Śledztwo toczy się z dwóch artykułów: 160 par. 2 Kodeksu karnego, który dotyczy narażenia na niebezpieczeństwo utraty zdrowia lub życia, oraz 155 Kk, który dotyczy nieumyślnego spowodowania śmierci.
§ 2. Jeżeli na sprawcy ciąży obowiązek opieki nad osobą narażoną na niebezpieczeństwo, podlega karze pozbawienia wolności od 3 miesięcy do lat 5.
Kto nieumyślnie powoduje śmierć człowieka, podlega karze pozbawienia wolności od 3 miesięcy do lat 5.
Jak powiedział nam prokurator Ciechanowski, śledztwo toczy się w sprawie, a nie przeciwko osobie lub osobom, co oznacza, że nikt do tej pory nie usłyszał zarzutów.
Zgłosił się do lekarza, zmarł po wyjściu ze szpitala
Jak zaznaczył prokurator Ciechanowski, z dotychczas zebranego materiału dowodowego wynika, że 28-letni Mateusz O. zgłosił się 29 kwietnia rano do lekarza podstawowej opieki zdrowotnej z bólami w klatce piersiowej. Od lekarza otrzymał skierowanie na oddział kardiologiczny. Następnie udał się do pracy, a po południu stawił się na izbę przyjęć szpitala MSWiA w Rzeszowie.
- Tam przeprowadzono wobec niego proces diagnostyczny i leczniczy, który doprowadził do ustąpienia objawów i poprawy samopoczucia. Dlatego też pacjent został około godziny 17 wypisany. Po opuszczeniu szpitala udał się na przystanek autobusowy przy ulicy Krakowskiej, znajdujący się w odległości około 50 metrów od szpitala, gdzie doszło u niego do utraty przytomności i zatrzymania krążenia - relacjonował prokurator.
Zmarł mimo reanimacji
Na miejsce przybył powiadomiony przez świadków personel medyczny ze szpitala MSWiA i podjął akcję reanimacyjną, która była kontynuowana w szpitalu. Jednak nie przyniosła ona skutku i Mateusz O. zmarł.
- W szpitalu MSWiA w Rzeszowie, pomimo sprzeciwu rodziny Mateusza O., przeprowadzono administracyjną sekcję zwłok, która wykazała, że przyczyną śmierci był tętniak rozwarstwiający łuku aorty - wyjawił rzecznik prokuratury.

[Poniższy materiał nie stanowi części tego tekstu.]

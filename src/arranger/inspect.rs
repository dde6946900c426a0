// MIDI Inspection - Verify container framing and summarize a MIDI file
// Walks the chunks directly, then hands the bytes to midly for a full event parse

use serde::Serialize;
use thiserror::Error;

use super::chunk::{read_chunks, ChunkError, HEADER_BODY_LEN};

#[derive(Debug, Clone, PartialEq, Eq, Error)]
pub enum InspectError {
    #[error(transparent)]
    Chunk(#[from] ChunkError),

    #[error("File does not start with an MThd header chunk")]
    MissingHeader,

    #[error("Header chunk body is {0} bytes, expected 6")]
    HeaderLength(usize),

    #[error("Header declares {declared} tracks but {found} track chunks follow")]
    TrackCountMismatch { declared: u16, found: usize },

    #[error("Format 0 file declares {0} tracks")]
    FormatTrackCount(u16),

    #[error("Track {0} does not end with an end-of-track event")]
    MissingEndOfTrack(usize),

    #[error("MIDI parse failed: {0}")]
    Parse(String),
}

/// Per-track statistics
#[derive(Debug, Clone, PartialEq, Eq, Serialize)]
pub struct TrackSummary {
    /// Declared (and verified) chunk body length
    pub length: usize,

    /// Total events including meta events
    pub event_count: usize,

    pub note_on_count: usize,
    pub note_off_count: usize,

    /// Absolute tick of the end-of-track event
    pub end_tick: u64,

    /// Track name meta event, if present
    pub name: Option<String>,

    /// First tempo meta event (microseconds per quarter)
    pub tempo: Option<u32>,
}

/// What a MIDI file declares and contains
#[derive(Debug, Clone, PartialEq, Eq, Serialize)]
pub struct SmfSummary {
    pub format: u16,
    pub track_count: u16,

    /// Metrical resolution; `None` for SMPTE timecode timing
    pub ticks_per_quarter: Option<u16>,

    pub tracks: Vec<TrackSummary>,
}

/// Check the container invariants of a MIDI file and summarize its tracks
pub fn inspect(bytes: &[u8]) -> Result<SmfSummary, InspectError> {
    let chunks = read_chunks(bytes)?;

    let header = chunks
        .first()
        .filter(|chunk| chunk.is_header())
        .ok_or(InspectError::MissingHeader)?;
    if header.body.len() != HEADER_BODY_LEN {
        return Err(InspectError::HeaderLength(header.body.len()));
    }

    let format = u16::from_be_bytes([header.body[0], header.body[1]]);
    let track_count = u16::from_be_bytes([header.body[2], header.body[3]]);
    let division = u16::from_be_bytes([header.body[4], header.body[5]]);

    // Unknown chunk types are legal and skipped
    let track_chunks: Vec<_> = chunks.iter().filter(|chunk| chunk.is_track()).collect();
    if track_chunks.len() != track_count as usize {
        return Err(InspectError::TrackCountMismatch {
            declared: track_count,
            found: track_chunks.len(),
        });
    }
    if format == 0 && track_count != 1 {
        return Err(InspectError::FormatTrackCount(track_count));
    }

    for (index, chunk) in track_chunks.iter().enumerate() {
        if !chunk.body.ends_with(&[0xFF, 0x2F, 0x00]) {
            return Err(InspectError::MissingEndOfTrack(index));
        }
    }

    let smf = midly::Smf::parse(bytes).map_err(|e| InspectError::Parse(e.to_string()))?;

    let tracks = smf
        .tracks
        .iter()
        .zip(&track_chunks)
        .map(|(events, chunk)| summarize_track(events, chunk.body.len()))
        .collect();

    log::debug!("Inspected MIDI file: format {}, {} tracks", format, track_count);

    Ok(SmfSummary {
        format,
        track_count,
        ticks_per_quarter: (division & 0x8000 == 0).then_some(division),
        tracks,
    })
}

fn summarize_track(events: &[midly::TrackEvent], length: usize) -> TrackSummary {
    use midly::{MetaMessage, MidiMessage, TrackEventKind};

    let mut summary = TrackSummary {
        length,
        event_count: events.len(),
        note_on_count: 0,
        note_off_count: 0,
        end_tick: 0,
        name: None,
        tempo: None,
    };

    let mut tick = 0u64;
    for event in events {
        tick += event.delta.as_int() as u64;

        match event.kind {
            TrackEventKind::Midi { message, .. } => match message {
                MidiMessage::NoteOn { vel, .. } if vel.as_int() > 0 => summary.note_on_count += 1,
                MidiMessage::NoteOn { .. } | MidiMessage::NoteOff { .. } => summary.note_off_count += 1,
                _ => {}
            },
            TrackEventKind::Meta(MetaMessage::TrackName(name)) => {
                summary.name = Some(String::from_utf8_lossy(name).into_owned());
            }
            TrackEventKind::Meta(MetaMessage::Tempo(tempo)) => {
                if summary.tempo.is_none() {
                    summary.tempo = Some(tempo.as_int());
                }
            }
            TrackEventKind::Meta(MetaMessage::EndOfTrack) => summary.end_tick = tick,
            _ => {}
        }
    }

    summary
}
// Songsmith - Note events to Standard MIDI Files
// Module declarations

pub mod arranger;
pub mod config;
pub mod events;
pub mod groove;
pub mod import;
pub mod pipeline;
pub mod storage;

pub use arranger::{encode, inspect, Song, SmfSummary, Track};
pub use config::{ConfigError, SequencerConfig};
pub use events::{DrumPiece, EventSource, Instrument, NoteEvent, Pattern, ScheduledEvent};
pub use groove::{GridDivision, ScheduleReport, ScheduleWarning, Scheduler, TimeSignature};
pub use import::{hex_dump, import_hex, ImportError, ImportedFile, PayloadKind};
pub use pipeline::{import_file, import_to_file, render, render_to_file, PipelineError};
pub use storage::{StorageError, StoredArtifact};
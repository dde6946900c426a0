// Song model - Tracks of scheduled events plus tempo and meter
// Built once per generation run and consumed by the encoder

use serde::Serialize;
use std::collections::BTreeMap;
use thiserror::Error;

use crate::config::{SequencerConfig, MAX_TEMPO_BPM, MAX_TICKS_PER_QUARTER, MIN_TEMPO_BPM};
use crate::events::ScheduledEvent;
use crate::groove::TimeSignature;

#[derive(Debug, Clone, PartialEq, Error)]
pub enum SongError {
    #[error("Tempo must be a positive finite BPM, got {0}")]
    InvalidTempo(f64),

    #[error("Ticks per quarter must be in 1..={max}, got {0}", max = MAX_TICKS_PER_QUARTER)]
    InvalidResolution(u16),

    #[error("A MIDI file holds at most {max} tracks", max = u16::MAX)]
    TooManyTracks,

    #[error("Event on channel {event} pushed to the channel {track} track")]
    ChannelMismatch { track: u8, event: u8 },
}

/// One track chunk's worth of notes, all on a single channel
#[derive(Debug, Clone, PartialEq, Eq, Serialize)]
pub struct Track {
    /// MIDI channel (0-15)
    pub channel: u8,

    /// Program change sent at tick 0
    pub program: Option<u8>,

    /// Track name meta event
    pub name: Option<String>,

    events: Vec<ScheduledEvent>,
}

impl Track {
    /// Create an empty track on a channel
    pub fn new(channel: u8) -> Self {
        Track {
            channel: channel.min(15),
            program: None,
            name: None,
            events: Vec::new(),
        }
    }

    pub fn with_program(mut self, program: u8) -> Self {
        self.program = Some(program.min(127));
        self
    }

    pub fn with_name(mut self, name: impl Into<String>) -> Self {
        self.name = Some(name.into());
        self
    }

    /// Add a scheduled event; events keep their insertion order
    ///
    /// The encoder writes every note on the track's channel, so events from
    /// another channel are rejected.
    pub fn push(&mut self, event: ScheduledEvent) -> Result<(), SongError> {
        if event.channel() != self.channel {
            return Err(SongError::ChannelMismatch {
                track: self.channel,
                event: event.channel(),
            });
        }
        self.events.push(event);
        Ok(())
    }

    pub fn events(&self) -> &[ScheduledEvent] {
        &self.events
    }

    pub fn is_empty(&self) -> bool {
        self.events.is_empty()
    }
}

/// Everything needed to encode one MIDI file
#[derive(Debug, Clone, PartialEq, Serialize)]
pub struct Song {
    tempo_bpm: f64,
    time_signature: TimeSignature,
    ticks_per_quarter: u16,
    tracks: Vec<Track>,
}

impl Song {
    /// Create a song with no tracks
    pub fn new(tempo_bpm: f64, time_signature: TimeSignature, ticks_per_quarter: u16) -> Result<Self, SongError> {
        if !tempo_bpm.is_finite() || tempo_bpm <= 0.0 {
            return Err(SongError::InvalidTempo(tempo_bpm));
        }
        if ticks_per_quarter == 0 || ticks_per_quarter > MAX_TICKS_PER_QUARTER {
            return Err(SongError::InvalidResolution(ticks_per_quarter));
        }

        Ok(Song {
            tempo_bpm,
            time_signature,
            ticks_per_quarter,
            tracks: Vec::new(),
        })
    }

    /// Build a song from scheduled events, one track per channel in channel order
    ///
    /// Channels with an instrument in the config get its program change, and its
    /// name when track names are enabled. A tempo outside the usable range falls
    /// back to the default tempo.
    pub fn from_schedule(config: &SequencerConfig, events: Vec<ScheduledEvent>) -> Result<Self, SongError> {
        let tempo_bpm = if (MIN_TEMPO_BPM..=MAX_TEMPO_BPM).contains(&config.tempo_bpm) {
            config.tempo_bpm
        } else {
            let fallback = SequencerConfig::default().tempo_bpm;
            log::warn!(
                "Tempo {} BPM outside {}-{}, using {}",
                config.tempo_bpm,
                MIN_TEMPO_BPM,
                MAX_TEMPO_BPM,
                fallback
            );
            fallback
        };

        let mut song = Song::new(tempo_bpm, config.output_time_signature(), config.ticks_per_quarter)?;

        let mut by_channel: BTreeMap<u8, Vec<ScheduledEvent>> = BTreeMap::new();
        for event in events {
            by_channel.entry(event.channel()).or_default().push(event);
        }

        for (channel, channel_events) in by_channel {
            let mut track = Track::new(channel);

            if let Some(instrument) = config.instruments.get(&channel) {
                if let Some(program) = instrument.program() {
                    track = track.with_program(program);
                }
                if config.track_names {
                    track = track.with_name(instrument.display_name());
                }
            } else if config.track_names {
                track = track.with_name(format!("Channel {}", channel + 1));
            }

            for event in channel_events {
                track.push(event)?;
            }

            log::debug!("Track for channel {} holds {} notes", channel, track.events().len());
            song.add_track(track)?;
        }

        Ok(song)
    }

    /// Append a track
    pub fn add_track(&mut self, track: Track) -> Result<(), SongError> {
        if self.tracks.len() >= u16::MAX as usize {
            return Err(SongError::TooManyTracks);
        }
        self.tracks.push(track);
        Ok(())
    }

    pub fn tempo_bpm(&self) -> f64 {
        self.tempo_bpm
    }

    /// Tempo as stored in the file: microseconds per quarter note
    ///
    /// Kept inside the 24-bit range of the tempo meta event.
    pub fn microseconds_per_quarter(&self) -> u32 {
        let micros = (60_000_000.0 / self.tempo_bpm + 0.5).floor();
        micros.clamp(1.0, 0xFF_FFFF as f64) as u32
    }

    pub fn time_signature(&self) -> TimeSignature {
        self.time_signature
    }

    pub fn ticks_per_quarter(&self) -> u16 {
        self.ticks_per_quarter
    }

    pub fn tracks(&self) -> &[Track] {
        &self.tracks
    }

    pub(crate) fn into_tracks(self) -> Vec<Track> {
        self.tracks
    }
}
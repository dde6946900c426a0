// Payload repair - Complete partial MIDI byte payloads into valid files
// Header-led payloads pass through; track chunks and raw events get the framing they lack

use serde::Serialize;

use super::dump::hex_dump;
use super::hex::{decode_hex_text, trim_zero_padding, ImportError};
use crate::arranger::chunk::{
    write_header_chunk, write_track_chunk, CHUNK_PREFIX_LEN, HEADER_CHUNK_LEN, HEADER_MAGIC,
    TRACK_MAGIC,
};

/// Resolution declared by synthesized headers
pub const REPAIR_TICKS_PER_QUARTER: u16 = 96;

/// What an imported payload turned out to be
#[derive(Debug, Clone, Copy, PartialEq, Eq, Serialize)]
#[serde(rename_all = "snake_case")]
pub enum PayloadKind {
    /// Starts with `MThd`; already a complete file
    File,

    /// Starts with `MTrk`; the file header is missing
    TrackChunk,

    /// Bare track events with no framing at all
    RawEvents,
}

/// Result of importing a hex payload
#[derive(Debug, Clone, PartialEq, Eq, Serialize)]
pub struct ImportedFile {
    pub kind: PayloadKind,

    /// Complete MIDI file bytes
    #[serde(skip)]
    pub bytes: Vec<u8>,

    /// Dump of `bytes` for the companion text file
    pub hex_dump: String,
}

/// Classify a payload by its leading magic
pub fn classify(payload: &[u8]) -> PayloadKind {
    if payload.starts_with(&HEADER_MAGIC) {
        PayloadKind::File
    } else if payload.starts_with(&TRACK_MAGIC) {
        PayloadKind::TrackChunk
    } else {
        PayloadKind::RawEvents
    }
}

/// Give a payload whatever framing it is missing
///
/// A track chunk's declared length is ignored and recomputed from the bytes
/// that actually follow its prefix.
pub fn repair(payload: &[u8]) -> (PayloadKind, Vec<u8>) {
    let kind = classify(payload);

    let bytes = match kind {
        PayloadKind::File => payload.to_vec(),
        PayloadKind::TrackChunk => single_track_file(&payload[CHUNK_PREFIX_LEN.min(payload.len())..]),
        PayloadKind::RawEvents => single_track_file(payload),
    };

    (kind, bytes)
}

fn single_track_file(events: &[u8]) -> Vec<u8> {
    let mut bytes = Vec::with_capacity(HEADER_CHUNK_LEN + CHUNK_PREFIX_LEN + events.len());
    write_header_chunk(&mut bytes, 0, 1, REPAIR_TICKS_PER_QUARTER);
    write_track_chunk(&mut bytes, events);
    bytes
}

/// Decode hex text and turn it into a complete MIDI file plus its dump
pub fn import_hex(text: &str) -> Result<ImportedFile, ImportError> {
    let decoded = decode_hex_text(text)?;
    let payload = trim_zero_padding(&decoded);
    if payload.is_empty() {
        return Err(ImportError::EmptyPayload);
    }

    if payload.len() != decoded.len() {
        log::debug!("Trimmed {} bytes of zero padding", decoded.len() - payload.len());
    }

    let (kind, bytes) = repair(payload);
    log::info!("Imported {:?} payload: {} bytes in, {} bytes out", kind, payload.len(), bytes.len());

    Ok(ImportedFile {
        kind,
        hex_dump: hex_dump(&bytes),
        bytes,
    })
}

Czytaj też: "Złapałem ją za rękę i to był nasz ostatni kontakt". Śledczy badają przyczyny śmierci 32-letniej kobiety
Zabezpieczyli dokumentację, sprawdzą monitoring
Podczas wszczętego śledztwa zostały m.in. zabezpieczone oryginały dokumentacji medycznej, dane z serwera szpitala. Trwa także ustalenie personelu medycznego, pod którego opieką znajdował się pokrzywdzony.
- Planowane jest uzyskanie monitoringu z miejsca zdarzenia oraz przesłuchanie członków rodziny zmarłego i świadków zdarzenia na przystanku przy ul. Krakowskiej - dodał prok. Ciechanowski.

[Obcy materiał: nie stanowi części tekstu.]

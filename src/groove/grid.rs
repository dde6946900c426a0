// Musical Grid - Time signatures, grid divisions, and meter normalization
// Provides the timing vocabulary shared by the scheduler and the encoder

use serde::{Deserialize, Serialize};
use std::fmt;
use std::str::FromStr;
use thiserror::Error;

/// Errors raised when building a time signature
#[derive(Debug, Clone, PartialEq, Eq, Error)]
pub enum GridError {
    #[error("Time signature numerator must be at least 1")]
    ZeroNumerator,

    #[error("Time signature denominator must be a power of two, got {0}")]
    InvalidDenominator(u8),

    #[error("Invalid time signature notation: {0:?}")]
    InvalidNotation(String),
}

/// Musical time signature (numerator over a power-of-two denominator)
#[derive(Debug, Clone, Copy, PartialEq, Eq, Hash, Serialize, Deserialize)]
#[serde(try_from = "(u8, u8)", into = "(u8, u8)")]
pub struct TimeSignature {
    numerator: u8,
    denominator: u8,
}

impl TimeSignature {
    /// 4/4 - the canonical meter every normalized duration is expressed in
    pub const COMMON: TimeSignature = TimeSignature {
        numerator: 4,
        denominator: 4,
    };

    /// Create a time signature, rejecting meters a MIDI file cannot declare
    pub fn new(numerator: u8, denominator: u8) -> Result<Self, GridError> {
        if numerator == 0 {
            return Err(GridError::ZeroNumerator);
        }
        if !denominator.is_power_of_two() {
            return Err(GridError::InvalidDenominator(denominator));
        }

        Ok(TimeSignature {
            numerator,
            denominator,
        })
    }

    /// Beats per bar
    pub fn numerator(&self) -> u8 {
        self.numerator
    }

    /// Note value that gets one beat (4 = quarter note)
    pub fn denominator(&self) -> u8 {
        self.denominator
    }

    /// Denominator as a power of two, the form stored in the time signature meta event
    pub fn denominator_power(&self) -> u8 {
        self.denominator.trailing_zeros() as u8
    }

    /// Linear scale factor that maps a duration in this meter onto 4/4
    ///
    /// Known compound and odd meters use a fixed table; anything else passes
    /// through unchanged. This flattens the internal subdivision of compound
    /// meters, so accents in 6/8 or 12/8 shuffles are not preserved.
    pub fn common_time_factor(&self) -> f64 {
        match (self.numerator, self.denominator) {
            (3, 4) => 0.75,
            (6, 8) => 2.0 / 3.0,
            (5, 4) => 0.8,
            (7, 8) => 4.0 / 7.0,
            (9, 8) => 4.0 / 9.0,
            (12, 8) => 2.0 / 3.0,
            _ => 1.0,
        }
    }
}

impl Default for TimeSignature {
    fn default() -> Self {
        TimeSignature::COMMON
    }
}

impl TryFrom<(u8, u8)> for TimeSignature {
    type Error = GridError;

    fn try_from((numerator, denominator): (u8, u8)) -> Result<Self, Self::Error> {
        TimeSignature::new(numerator, denominator)
    }
}

impl From<TimeSignature> for (u8, u8) {
    fn from(signature: TimeSignature) -> Self {
        (signature.numerator, signature.denominator)
    }
}

impl FromStr for TimeSignature {
    type Err = GridError;

    /// Parse the `"6/8"` notation used by song sheets
    fn from_str(s: &str) -> Result<Self, Self::Err> {
        let invalid = || GridError::InvalidNotation(s.to_string());
        let (numerator, denominator) = s.trim().split_once('/').ok_or_else(invalid)?;
        let numerator = numerator.trim().parse::<u8>().map_err(|_| invalid())?;
        let denominator = denominator.trim().parse::<u8>().map_err(|_| invalid())?;
        TimeSignature::new(numerator, denominator)
    }
}

impl fmt::Display for TimeSignature {
    fn fmt(&self, f: &mut fmt::Formatter<'_>) -> fmt::Result {
        write!(f, "{}/{}", self.numerator, self.denominator)
    }
}

/// Normalize a duration written in `original` meter to 4/4 beats
pub fn normalize(duration_beats: f64, original: TimeSignature) -> f64 {
    duration_beats * original.common_time_factor()
}

/// Grid division - the resolution start times and durations snap to
#[derive(Debug, Clone, Copy, PartialEq, Eq, Default, Serialize, Deserialize)]
#[serde(rename_all = "snake_case")]
pub enum GridDivision {
    /// Quarter notes (1 per beat)
    Quarter,

    /// Eighth notes (2 per beat)
    Eighth,

    /// Sixteenth notes (4 per beat)
    #[default]
    Sixteenth,

    /// Triplet feel (3 per beat)
    Triplet,
}

impl GridDivision {
    /// Get number of subdivisions per beat
    pub fn subdivisions_per_beat(&self) -> u32 {
        match self {
            GridDivision::Quarter => 1,
            GridDivision::Eighth => 2,
            GridDivision::Sixteenth => 4,
            GridDivision::Triplet => 3,
        }
    }
}
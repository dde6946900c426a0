// Event sources
// Pattern generators hand their notes to the scheduler through this seam

use serde::{Deserialize, Serialize};

use super::types::NoteEvent;

/// Anything that can produce note events for a song
///
/// Generators (chord strummers, drum machines, bass walkers) live outside this
/// crate and only need to implement this trait. Sources make no ordering
/// promise; the scheduler imposes one.
pub trait EventSource {
    /// Produce this source's events, in any order
    fn note_events(&self) -> Vec<NoteEvent>;

    /// Name used in log output
    fn source_name(&self) -> &str {
        "events"
    }
}

impl EventSource for Vec<NoteEvent> {
    fn note_events(&self) -> Vec<NoteEvent> {
        self.clone()
    }
}

/// A named block of events placed at an offset in the song
#[derive(Debug, Clone, PartialEq, Serialize, Deserialize)]
pub struct Pattern {
    /// Pattern name (e.g., "verse_strum", "fill")
    pub name: String,

    /// Where the pattern starts, in beats
    pub offset_beats: f64,

    /// Events with start times relative to the pattern start
    pub events: Vec<NoteEvent>,
}

impl Pattern {
    /// Create a pattern starting at beat 0
    pub fn new(name: impl Into<String>, events: Vec<NoteEvent>) -> Self {
        Pattern {
            name: name.into(),
            offset_beats: 0.0,
            events,
        }
    }

    /// Move the pattern to start at `offset_beats`
    pub fn at(mut self, offset_beats: f64) -> Self {
        self.offset_beats = offset_beats;
        self
    }
}

impl EventSource for Pattern {
    fn note_events(&self) -> Vec<NoteEvent> {
        self.events
            .iter()
            .map(|event| event.shifted(self.offset_beats))
            .collect()
    }

    fn source_name(&self) -> &str {
        &self.name
    }
}
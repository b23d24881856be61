//! 数据准备与推理辅助工具依赖的通用组件.

pub mod loader;

const SEP: &str = "--------------------------------------------------------";

/// 简单分隔线.
#[inline]
pub fn sep() {
    println!("{SEP}");
}

/// 以 `Info` 级别初始化日志. 可被 `$RUST_LOG` 覆盖.
pub fn init_logger() -> anyhow::Result<()> {
    simple_logger::SimpleLogger::new()
        .with_level(log::LevelFilter::Info)
        .env()
        .init()?;
    Ok(())
}
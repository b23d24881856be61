use crate::error::{Result, TomoError};
use std::fmt;
use std::str::FromStr;

/// 分割目标. 集合是封闭的, 新目标必须在这里登记.
#[derive(Copy, Clone, Debug, Eq, PartialEq, Ord, PartialOrd, Hash)]
pub enum Target {
    /// 线粒体 (结构 A).
    Mito,

    /// 线粒体内颗粒 (结构 B).
    Granule,
}

impl Target {
    /// 所有已登记的目标.
    pub const ALL: [Target; 2] = [Target::Mito, Target::Granule];

    /// 存储容器中对应的数组名.
    #[inline]
    pub const fn key(self) -> &'static str {
        match self {
            Self::Mito => "mito",
            Self::Granule => "granule",
        }
    }
}

impl fmt::Display for Target {
    fn fmt(&self, f: &mut fmt::Formatter<'_>) -> fmt::Result {
        f.write_str(self.key())
    }
}

impl FromStr for Target {
    type Err = TomoError;

    fn from_str(s: &str) -> Result<Self> {
        Self::ALL
            .into_iter()
            .find(|t| t.key() == s)
            .ok_or_else(|| TomoError::InvalidConfig(format!("unknown target `{s}`")))
    }
}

O komentarz do sprawy chcieliśmy poprosić dyrektora szpitala, do którego zgłosił się 28-latek, ale odesłał nas do rzecznika MSWiA. Ten z kolei poprosił, aby wszelkie pytania w sprawie śmierci mężczyzny kierować do resortu drogą elektroniczną, co też zrobiliśmy. Stanowisko MSWiA w tej sprawie opublikujemy po otrzymaniu odpowiedzi.